• _TO DO_: Starting at the top of the data and ending with the line that holds "pub fn load()", transcribe each line exactly; include both ends.

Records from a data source

########

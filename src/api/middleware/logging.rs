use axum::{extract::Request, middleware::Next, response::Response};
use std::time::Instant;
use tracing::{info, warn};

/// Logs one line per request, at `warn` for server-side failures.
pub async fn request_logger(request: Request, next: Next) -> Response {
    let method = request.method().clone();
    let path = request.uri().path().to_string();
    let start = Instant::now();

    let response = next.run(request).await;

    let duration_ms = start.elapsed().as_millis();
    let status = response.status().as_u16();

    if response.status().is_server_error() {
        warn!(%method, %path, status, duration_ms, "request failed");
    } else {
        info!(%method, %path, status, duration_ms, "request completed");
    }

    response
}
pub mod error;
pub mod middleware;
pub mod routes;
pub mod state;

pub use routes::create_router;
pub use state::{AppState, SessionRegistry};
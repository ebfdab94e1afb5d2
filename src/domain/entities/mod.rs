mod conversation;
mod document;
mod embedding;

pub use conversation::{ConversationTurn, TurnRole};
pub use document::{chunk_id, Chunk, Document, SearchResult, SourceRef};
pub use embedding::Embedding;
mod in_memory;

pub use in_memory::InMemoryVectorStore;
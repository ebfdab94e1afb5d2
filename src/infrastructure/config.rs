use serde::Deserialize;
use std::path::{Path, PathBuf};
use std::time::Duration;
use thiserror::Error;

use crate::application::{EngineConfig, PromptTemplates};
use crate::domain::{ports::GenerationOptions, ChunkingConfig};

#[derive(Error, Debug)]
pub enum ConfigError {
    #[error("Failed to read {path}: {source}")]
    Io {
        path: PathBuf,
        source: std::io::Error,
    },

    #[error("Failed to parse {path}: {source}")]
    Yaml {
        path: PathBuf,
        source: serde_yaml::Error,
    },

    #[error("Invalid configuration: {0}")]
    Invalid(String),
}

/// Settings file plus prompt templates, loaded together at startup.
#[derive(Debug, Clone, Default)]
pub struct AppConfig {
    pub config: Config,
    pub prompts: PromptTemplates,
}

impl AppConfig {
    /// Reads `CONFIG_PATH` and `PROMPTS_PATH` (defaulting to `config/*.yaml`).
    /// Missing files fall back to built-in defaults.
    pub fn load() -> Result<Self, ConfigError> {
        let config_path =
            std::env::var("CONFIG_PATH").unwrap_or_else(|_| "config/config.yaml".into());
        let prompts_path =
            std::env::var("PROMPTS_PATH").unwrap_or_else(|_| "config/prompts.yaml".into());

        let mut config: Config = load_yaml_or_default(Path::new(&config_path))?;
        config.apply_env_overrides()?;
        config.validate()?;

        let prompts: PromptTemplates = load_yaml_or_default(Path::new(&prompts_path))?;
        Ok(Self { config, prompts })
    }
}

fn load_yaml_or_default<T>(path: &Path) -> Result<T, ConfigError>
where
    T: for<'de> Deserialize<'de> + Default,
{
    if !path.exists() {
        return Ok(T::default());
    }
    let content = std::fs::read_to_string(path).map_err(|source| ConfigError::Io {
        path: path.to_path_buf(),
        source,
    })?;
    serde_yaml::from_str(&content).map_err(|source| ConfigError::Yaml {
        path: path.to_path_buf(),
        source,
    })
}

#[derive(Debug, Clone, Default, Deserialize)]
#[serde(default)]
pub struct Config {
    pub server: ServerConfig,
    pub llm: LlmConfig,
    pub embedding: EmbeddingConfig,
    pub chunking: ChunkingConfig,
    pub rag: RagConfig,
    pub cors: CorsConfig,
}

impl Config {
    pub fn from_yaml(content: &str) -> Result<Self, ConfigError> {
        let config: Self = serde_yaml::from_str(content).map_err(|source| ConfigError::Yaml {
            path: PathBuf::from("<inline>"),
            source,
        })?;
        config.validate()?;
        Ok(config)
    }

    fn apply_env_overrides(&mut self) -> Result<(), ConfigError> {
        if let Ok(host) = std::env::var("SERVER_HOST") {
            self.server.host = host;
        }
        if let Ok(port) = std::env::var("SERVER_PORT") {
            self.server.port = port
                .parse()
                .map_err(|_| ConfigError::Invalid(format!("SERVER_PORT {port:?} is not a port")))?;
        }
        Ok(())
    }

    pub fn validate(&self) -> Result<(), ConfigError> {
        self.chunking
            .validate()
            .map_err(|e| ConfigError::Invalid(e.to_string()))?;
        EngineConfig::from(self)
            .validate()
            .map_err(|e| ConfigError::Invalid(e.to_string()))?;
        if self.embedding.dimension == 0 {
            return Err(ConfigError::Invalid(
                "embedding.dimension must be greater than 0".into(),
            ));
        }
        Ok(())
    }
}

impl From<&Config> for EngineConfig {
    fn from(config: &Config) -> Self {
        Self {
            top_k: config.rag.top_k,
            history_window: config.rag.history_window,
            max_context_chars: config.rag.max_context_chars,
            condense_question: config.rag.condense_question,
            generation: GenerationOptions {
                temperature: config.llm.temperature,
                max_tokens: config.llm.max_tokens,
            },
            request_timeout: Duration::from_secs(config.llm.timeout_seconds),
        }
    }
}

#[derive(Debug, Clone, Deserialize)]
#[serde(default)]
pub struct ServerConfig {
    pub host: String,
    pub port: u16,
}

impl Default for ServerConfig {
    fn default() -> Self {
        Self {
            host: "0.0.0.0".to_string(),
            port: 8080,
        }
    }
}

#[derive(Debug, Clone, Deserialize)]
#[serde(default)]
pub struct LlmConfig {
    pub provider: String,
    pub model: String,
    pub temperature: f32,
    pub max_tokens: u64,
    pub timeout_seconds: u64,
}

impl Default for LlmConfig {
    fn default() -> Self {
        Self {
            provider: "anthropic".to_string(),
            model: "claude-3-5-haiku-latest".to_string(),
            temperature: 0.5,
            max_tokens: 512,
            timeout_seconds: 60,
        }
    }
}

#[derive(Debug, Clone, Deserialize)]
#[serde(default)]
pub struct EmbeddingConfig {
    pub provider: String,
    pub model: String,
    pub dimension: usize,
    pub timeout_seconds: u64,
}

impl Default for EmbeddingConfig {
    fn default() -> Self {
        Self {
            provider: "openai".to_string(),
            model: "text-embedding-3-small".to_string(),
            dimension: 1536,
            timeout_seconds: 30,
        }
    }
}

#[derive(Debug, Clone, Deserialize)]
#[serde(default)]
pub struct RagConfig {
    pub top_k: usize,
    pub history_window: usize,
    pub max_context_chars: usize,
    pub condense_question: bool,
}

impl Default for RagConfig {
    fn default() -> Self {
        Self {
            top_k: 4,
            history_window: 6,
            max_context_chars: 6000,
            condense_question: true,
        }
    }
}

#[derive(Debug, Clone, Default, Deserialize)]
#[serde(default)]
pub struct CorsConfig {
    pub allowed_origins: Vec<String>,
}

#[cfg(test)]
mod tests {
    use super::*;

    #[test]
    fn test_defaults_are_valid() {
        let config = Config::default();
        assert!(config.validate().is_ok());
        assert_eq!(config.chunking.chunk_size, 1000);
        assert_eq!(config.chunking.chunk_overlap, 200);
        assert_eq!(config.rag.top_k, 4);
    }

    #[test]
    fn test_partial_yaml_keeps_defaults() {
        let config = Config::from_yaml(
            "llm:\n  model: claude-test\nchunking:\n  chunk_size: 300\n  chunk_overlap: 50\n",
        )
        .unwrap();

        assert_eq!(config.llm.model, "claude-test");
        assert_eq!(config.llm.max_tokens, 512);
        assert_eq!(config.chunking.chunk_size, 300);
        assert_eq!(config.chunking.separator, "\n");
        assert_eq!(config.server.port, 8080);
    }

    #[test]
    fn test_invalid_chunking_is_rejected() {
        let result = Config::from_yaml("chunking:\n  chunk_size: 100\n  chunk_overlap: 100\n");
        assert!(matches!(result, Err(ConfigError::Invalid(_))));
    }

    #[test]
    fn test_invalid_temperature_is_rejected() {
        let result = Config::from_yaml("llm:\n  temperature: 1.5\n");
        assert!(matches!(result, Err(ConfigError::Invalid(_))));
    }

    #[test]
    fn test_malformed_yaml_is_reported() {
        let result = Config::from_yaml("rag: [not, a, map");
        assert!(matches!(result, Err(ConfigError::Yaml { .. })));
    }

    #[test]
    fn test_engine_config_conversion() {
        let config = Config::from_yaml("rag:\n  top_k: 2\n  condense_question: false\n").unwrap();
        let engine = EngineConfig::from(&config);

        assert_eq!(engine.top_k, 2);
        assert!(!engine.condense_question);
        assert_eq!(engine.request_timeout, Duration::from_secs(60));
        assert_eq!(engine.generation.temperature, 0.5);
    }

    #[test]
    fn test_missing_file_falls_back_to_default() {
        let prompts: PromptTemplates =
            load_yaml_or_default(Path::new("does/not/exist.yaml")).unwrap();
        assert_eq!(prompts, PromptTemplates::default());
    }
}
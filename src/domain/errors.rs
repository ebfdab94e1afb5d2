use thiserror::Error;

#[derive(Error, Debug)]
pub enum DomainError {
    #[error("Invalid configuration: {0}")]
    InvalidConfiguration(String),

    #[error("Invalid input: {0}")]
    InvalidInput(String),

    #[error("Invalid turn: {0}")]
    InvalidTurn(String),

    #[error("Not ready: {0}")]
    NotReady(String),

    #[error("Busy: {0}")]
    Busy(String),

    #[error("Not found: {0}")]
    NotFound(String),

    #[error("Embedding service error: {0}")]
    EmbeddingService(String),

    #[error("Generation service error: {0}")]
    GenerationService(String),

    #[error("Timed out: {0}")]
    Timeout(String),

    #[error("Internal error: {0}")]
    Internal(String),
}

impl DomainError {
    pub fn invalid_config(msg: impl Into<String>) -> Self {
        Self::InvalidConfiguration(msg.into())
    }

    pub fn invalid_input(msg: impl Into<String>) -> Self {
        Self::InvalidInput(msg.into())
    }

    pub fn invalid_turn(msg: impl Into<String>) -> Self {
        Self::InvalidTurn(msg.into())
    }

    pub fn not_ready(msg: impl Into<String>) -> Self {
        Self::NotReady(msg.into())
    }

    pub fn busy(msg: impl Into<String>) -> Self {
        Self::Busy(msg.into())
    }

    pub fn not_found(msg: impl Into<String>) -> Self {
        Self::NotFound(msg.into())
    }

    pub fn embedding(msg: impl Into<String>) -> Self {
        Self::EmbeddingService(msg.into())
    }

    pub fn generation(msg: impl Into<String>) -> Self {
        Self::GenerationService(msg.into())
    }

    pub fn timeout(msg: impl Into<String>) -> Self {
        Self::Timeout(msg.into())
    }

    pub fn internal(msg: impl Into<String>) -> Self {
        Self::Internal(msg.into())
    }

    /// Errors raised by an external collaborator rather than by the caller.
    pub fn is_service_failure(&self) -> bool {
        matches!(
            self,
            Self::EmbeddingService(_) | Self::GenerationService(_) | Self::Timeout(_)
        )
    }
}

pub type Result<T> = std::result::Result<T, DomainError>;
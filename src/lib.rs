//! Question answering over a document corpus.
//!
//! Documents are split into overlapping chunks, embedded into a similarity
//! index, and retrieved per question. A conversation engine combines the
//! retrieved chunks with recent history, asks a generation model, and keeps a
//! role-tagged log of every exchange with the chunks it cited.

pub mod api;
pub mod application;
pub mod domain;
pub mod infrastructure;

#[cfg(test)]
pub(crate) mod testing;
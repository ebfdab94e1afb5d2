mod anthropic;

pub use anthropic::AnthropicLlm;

########

• _EXERCISE OUTPUT_:
filename src/api/middleware/logging.rs
use axum::{extract::Request, middleware::Next, response::Response};
use std::time::Instant;
use tracing::{info, warn};

/// Logs one line per request, at `warn` for server-side failures.
pub async fn request_logger(request: Request, next: Next) -> Response {
    let method = request.method().clone();
    let path = request.uri().path().to_string();
    let start = Instant::now();

    let response = next.run(request).await;

    let duration_ms = start.elapsed().as_millis();
    let status = response.status().as_u16();

    if response.status().is_server_error() {
        warn!(%method, %path, status, duration_ms, "request failed");
    } else {
        info!(%method, %path, status, duration_ms, "request completed");
    }

    response
}
pub mod error;
pub mod middleware;
pub mod routes;
pub mod state;

pub use routes::create_router;
pub use state::{AppState, SessionRegistry};
repository ebfdab94e1afb5d2
filename src/domain/entities/mod.rs
mod conversation;
mod document;
mod embedding;

pub use conversation::{ConversationTurn, TurnRole};
pub use document::{chunk_id, Chunk, Document, SearchResult, SourceRef};
pub use embedding::Embedding;
mod in_memory;

pub use in_memory::InMemoryVectorStore;
repository ebfdab94e1afb5d2
filename src/infrastructure/config.rs
use serde::Deserialize;
use std::path::{Path, PathBuf};
use std::time::Duration;
use thiserror::Error;

use crate::application::{EngineConfig, PromptTemplates};
use crate::domain::{ports::GenerationOptions, ChunkingConfig};

#[derive(Error, Debug)]
pub enum ConfigError {
    #[error("Failed to read {path}: {source}")]
    Io {
        path: PathBuf,
        source: std::io::Error,
    },

    #[error("Failed to parse {path}: {source}")]
    Yaml {
        path: PathBuf,
        source: serde_yaml::Error,
    },

    #[error("Invalid configuration: {0}")]
    Invalid(String),
}

/// Settings file plus prompt templates, loaded together at startup.
#[derive(Debug, Clone, Default)]
pub struct AppConfig {
    pub config: Config,
    pub prompts: PromptTemplates,
}

impl AppConfig {
    /// Reads `CONFIG_PATH` and `PROMPTS_PATH` (defaulting to `config/*.yaml`).
    /// Missing files fall back to built-in defaults.
    pub fn load() -> Result<Self, ConfigError> {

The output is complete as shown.